| DESCRIPTION OF THE TASK |
Out of the entries that follow, copy each line containing "like".

===== DATA SUPPLIED

const SCRIPT_ENTERTAINING: &[ScriptTemplate] = &[
    ScriptTemplate {
        intro: "What's up, awesome people! You clicked on this video about {topic}, and trust me, you're in for a treat! We're about to have some fun while learning something cool. Buckle up, because this is going to be entertaining AND educational. Let's jump right in!",
        body: "Okay, so here's the deal with {topic}—it's actually way more interesting than it sounds! Let me tell you a quick story that'll blow your mind. [Insert engaging anecdote]. But wait, there's more! The really cool part is how this applies to everyday life. You've probably experienced this without even realizing it. And here's the kicker—you can actually use this knowledge to impress your friends or make your life easier. How awesome is that?",
        outro: "Alright, that's all for today's adventure into {topic}! If you had as much fun as I did, smash that like button and subscribe so you don't miss out on more awesome content. Got any wild stories or experiences related to this? Share them in the comments—I read every single one! Until next time, stay awesome!",
    },
    ScriptTemplate {
        intro: "Hey hey hey! Welcome to the most entertaining video about {topic} you'll watch today! I promise this won't be boring—we're going to make learning fun. Grab your snacks, get comfortable, and let's have a blast exploring this together!",
        body: "So {topic}... sounds serious, right? WRONG! This is actually super fascinating when you look at it the right way. Picture this: [engaging scenario]. Mind = blown, right? But it gets even better. The way this connects to your daily life is honestly hilarious when you think about it. I've got some stories that'll make you laugh and learn at the same time. Trust me, you'll never look at this the same way again!",
        outro: "And scene! That's our fun-filled journey through {topic}. If you enjoyed this rollercoaster of knowledge and entertainment, hit that like button with the force of a thousand suns! Subscribe for more content that makes learning actually enjoyable. Drop your funniest related story in the comments—let's keep the good vibes going! Catch you in the next one!",
    },
];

==========

| SOLUTION TO THIS PROBLEM |
        outro: "Alright, that's all for today's adventure into {topic}! If you had as much fun as I did, smash that like button and subscribe so you don't miss out on more awesome content. Got any wild stories or experiences related to this? Share them in the comments—I read every single one! Until next time, stay awesome!",
        outro: "And scene! That's our fun-filled journey through {topic}. If you enjoyed this rollercoaster of knowledge and entertainment, hit that like button with the force of a thousand suns! Subscribe for more content that makes learning actually enjoyable. Drop your funniest related story in the comments—let's keep the good vibes going! Catch you in the next one!",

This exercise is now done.